Option 3: IPOs enter the Democratic Party

It is also possible that IPOs could, instead of looking to a newer formation to lead a left electoral alliance, could try to renovate the Democratic Party. This would be similar to the realignment success stories covered nationally since Bernie’s first run in 2015. There’s some evidence that IPOs might be interested in jumping into this approach here. Though municipal elections are nonpartisan, county and state elections have primaries, and IPOs don’t have many qualms about jumping into the Democratic primaries. Additionally, IPOs have run members for seats within the Democratic Party Committee. Though in the long term it seems to me unlikely that this could elevate to a realignment of the Democratic Party on even a state level, the challenges and gains from these attempts still need to be concretized into some lessons. Given the short- and medium-term successes among some progressives who have entered those primaries, and the collaboration between non-partisan elected officials, local Democratic elected officials, IPOs, and left groups, it’s hard to argue with IPO activists who want to take this road as far as they can for the time being, and building a rooted organization along the way.

Of course, more options exist. We could see some mixture of these options: some IPOs form coalitions, some get a closer orbit around DSA, some join UWF, and some try to enter the Democratic Party. Different organizations with different politics or constraints will pursue different combinations of options. In that case, it’s possible that the coordination challenges mentioned above around 2023 continue but at a slightly larger scale. There could be another bolt from the blue nationally, like the Bernie campaign, to form an independent party that allows local formations to join as members–though this seems to me unlikely to lead to a party, given the difference between a renegade Democratic primary campaign and building an organizational structure. And the last option exists that there will be no further coordination of IPOs, each bumping into the limits within their own ward boundaries.
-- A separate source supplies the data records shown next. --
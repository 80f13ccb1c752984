//! Trajectory Denoising
//!
//! Smooths the x/y channels of a gaze series before segmentation. Jitter in
//! the raw positions inflates sample-to-sample velocity; smoothing keeps the
//! fixation/saccade classifier from reacting to tracker noise.

use super::series::GazeSeries;
use serde::{Deserialize, Serialize};
use std::fmt;
use std::str::FromStr;

/// Largest Savitzky-Golay window (samples)
pub const SAVGOL_MAX_WINDOW: usize = 11;

/// Savitzky-Golay polynomial order
pub const SAVGOL_POLY_ORDER: usize = 2;

/// Median filter kernel size (samples)
pub const MEDIAN_KERNEL: usize = 5;

/// Smoothing method applied to x/y positions
#[derive(Debug, Clone, Copy, PartialEq, Eq, Default, Serialize, Deserialize)]
#[serde(rename_all = "lowercase")]
pub enum DenoiseMethod {
    /// Savitzky-Golay polynomial smoothing
    #[default]
    Savgol,
    /// Sliding median
    Median,
    /// Copy positions unchanged
    None,
}

impl DenoiseMethod {
    pub fn as_str(&self) -> &'static str {
        match self {
            DenoiseMethod::Savgol => "savgol",
            DenoiseMethod::Median => "median",
            DenoiseMethod::None => "none",
        }
    }
}

impl fmt::Display for DenoiseMethod {
    fn fmt(&self, f: &mut fmt::Formatter<'_>) -> fmt::Result {
        f.write_str(self.as_str())
    }
}

impl FromStr for DenoiseMethod {
    type Err = crate::Error;

    fn from_str(s: &str) -> Result<Self, Self::Err> {
        match s.trim().to_ascii_lowercase().as_str() {
            "savgol" => Ok(DenoiseMethod::Savgol),
            "median" => Ok(DenoiseMethod::Median),
            "none" => Ok(DenoiseMethod::None),
            other => Err(crate::Error::Config(format!(
                "unknown denoise method '{}' (expected savgol, median or none)",
                other
            ))),
        }
    }
}

/// Produce a new series with smoothed x/y; timestamps, pupil and session are copied.
pub fn denoise(series: &GazeSeries, method: DenoiseMethod) -> GazeSeries {
    match method {
        DenoiseMethod::Savgol => {
            let filter = SavitzkyGolay::for_length(series.sample_count());
            match filter {
                Some(filter) => {
                    series.with_positions(filter.smooth(series.x()), filter.smooth(series.y()))
                }
                // Too short to smooth
                None => series.clone(),
            }
        }
        DenoiseMethod::Median => series.with_positions(
            median_filter(series.x(), MEDIAN_KERNEL),
            median_filter(series.y(), MEDIAN_KERNEL),
        ),
        DenoiseMethod::None => series.clone(),
    }
}

/// Savitzky-Golay smoother with a fixed odd window and polynomial order 2.
///
/// Interior samples use the centred least-squares fit. The first and last
/// half-window samples are evaluated from the polynomial fitted to the first
/// and last full window respectively.
#[derive(Debug, Clone)]
pub struct SavitzkyGolay {
    window: usize,
    /// Centre-evaluation coefficients
    centre: Vec<f64>,
    /// Inverse normal matrix (AᵀA)⁻¹ for the window's design matrix
    normal_inverse: [[f64; 3]; 3],
}

impl SavitzkyGolay {
    /// Window for a series of `len` samples: `min(11, len)` rounded down to odd.
    ///
    /// Returns `None` when the window would be shorter than 3 samples.
    pub fn for_length(len: usize) -> Option<Self> {
        let odd_len = if len % 2 == 1 { len } else { len.saturating_sub(1) };
        let window = SAVGOL_MAX_WINDOW.min(odd_len);
        if window < 3 {
            return None;
        }
        Some(Self::with_window(window))
    }

    /// Create with an explicit odd window length (>= 3)
    pub fn with_window(window: usize) -> Self {
        debug_assert!(window >= 3 && window % 2 == 1);
        let half = (window / 2) as f64;

        // Power sums over t = -half..=half
        let mut s = [0.0f64; 5];
        for j in 0..window {
            let t = j as f64 - half;
            let mut p = 1.0;
            for sk in s.iter_mut() {
                *sk += p;
                p *= t;
            }
        }
        let normal = [
            [s[0], s[1], s[2]],
            [s[1], s[2], s[3]],
            [s[2], s[3], s[4]],
        ];
        let normal_inverse = invert_3x3(&normal);

        let mut filter = Self {
            window,
            centre: Vec::new(),
            normal_inverse,
        };
        filter.centre = filter.weights_at(0.0);
        filter
    }

    pub fn window(&self) -> usize {
        self.window
    }

    /// Least-squares weights for evaluating the fitted polynomial at offset `t0`
    /// from the window centre.
    fn weights_at(&self, t0: f64) -> Vec<f64> {
        let half = (self.window / 2) as f64;
        let basis = [1.0, t0, t0 * t0];

        // p(t0)ᵀ · (AᵀA)⁻¹
        let mut row = [0.0f64; 3];
        for (c, slot) in row.iter_mut().enumerate() {
            *slot = (0..3).map(|r| basis[r] * self.normal_inverse[r][c]).sum();
        }

        (0..self.window)
            .map(|j| {
                let t = j as f64 - half;
                row[0] + row[1] * t + row[2] * t * t
            })
            .collect()
    }

    /// Smooth one channel. Input shorter than the window is returned unchanged.
    pub fn smooth(&self, values: &[f64]) -> Vec<f64> {
        let n = values.len();
        let w = self.window;
        if n < w {
            return values.to_vec();
        }
        let half = w / 2;
        let mut out = vec![0.0; n];

        for i in half..(n - half) {
            let window = &values[i - half..=i + half];
            out[i] = dot(&self.centre, window);
        }

        // Edges: evaluate the polynomial fitted to the first / last full window
        let head = &values[..w];
        let tail = &values[n - w..];
        for i in 0..half {
            let head_weights = self.weights_at(i as f64 - half as f64);
            out[i] = dot(&head_weights, head);

            let tail_index = n - half + i;
            let tail_weights = self.weights_at((i + 1) as f64);
            out[tail_index] = dot(&tail_weights, tail);
        }

        out
    }
}

/// Sliding median over an odd `kernel`; samples beyond either end read as zero.
pub fn median_filter(values: &[f64], kernel: usize) -> Vec<f64> {
    let half = kernel / 2;
    let n = values.len();
    let mut window = vec![0.0; 2 * half + 1];

    (0..n)
        .map(|i| {
            for (k, slot) in window.iter_mut().enumerate() {
                // Index i + k - half, zero outside [0, n)
                *slot = (i + k)
                    .checked_sub(half)
                    .and_then(|j| values.get(j))
                    .copied()
                    .unwrap_or(0.0);
            }
            window.sort_by(|a, b| a.partial_cmp(b).unwrap_or(std::cmp::Ordering::Equal));
            window[half]
        })
        .collect()
}

fn dot(a: &[f64], b: &[f64]) -> f64 {
    a.iter().zip(b).map(|(x, y)| x * y).sum()
}

fn invert_3x3(m: &[[f64; 3]; 3]) -> [[f64; 3]; 3] {
    let cof = |r0: usize, r1: usize, c0: usize, c1: usize| m[r0][c0] * m[r1][c1] - m[r0][c1] * m[r1][c0];

    let c00 = cof(1, 2, 1, 2);
    let c01 = -cof(1, 2, 0, 2);
    let c02 = cof(1, 2, 0, 1);
    let det = m[0][0] * c00 + m[0][1] * c01 + m[0][2] * c02;

    let c10 = -cof(0, 2, 1, 2);
    let c11 = cof(0, 2, 0, 2);
    let c12 = -cof(0, 2, 0, 1);
    let c20 = cof(0, 1, 1, 2);
    let c21 = -cof(0, 1, 0, 2);
    let c22 = cof(0, 1, 0, 1);

    // Adjugate is the transpose of the cofactor matrix
    [
        [c00 / det, c10 / det, c20 / det],
        [c01 / det, c11 / det, c21 / det],
        [c02 / det, c12 / det, c22 / det],
    ]
}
These complexities aside, it is difficult for me to imagine a scenario that leads to a strengthening of the local Democratic Machine in the long term, especially from its heights in the 20th Century. The political basis for capitalist exploitation and racialized oppression in Chicago has changed, and progressive, socialist, and anti-racist forces have gained some real partial successes during this interregnum. But those organizational and campaign successes are still somewhat fragile and proscribed, and will continue to face significant constraints.

 

IPOs are a unique institution in Chicago, and, as outlined above, their development may lead in many different directions. This report hopefully provided an idea of their current operations and those potential political trajectories. Though IPOs are becoming more common, basic questions still remain like knots within this movement that will be untied through continued practice: What does independence mean today? What kind of politics are IPOs putting forward? What kind of organization do those politics require within the ward and across wards? As socialists, our goal of bringing democracy and political power to Chicago’s working class majority will move forward by engaging and collaborating with IPOs in these knotty questions, and hopefully learning some answers together.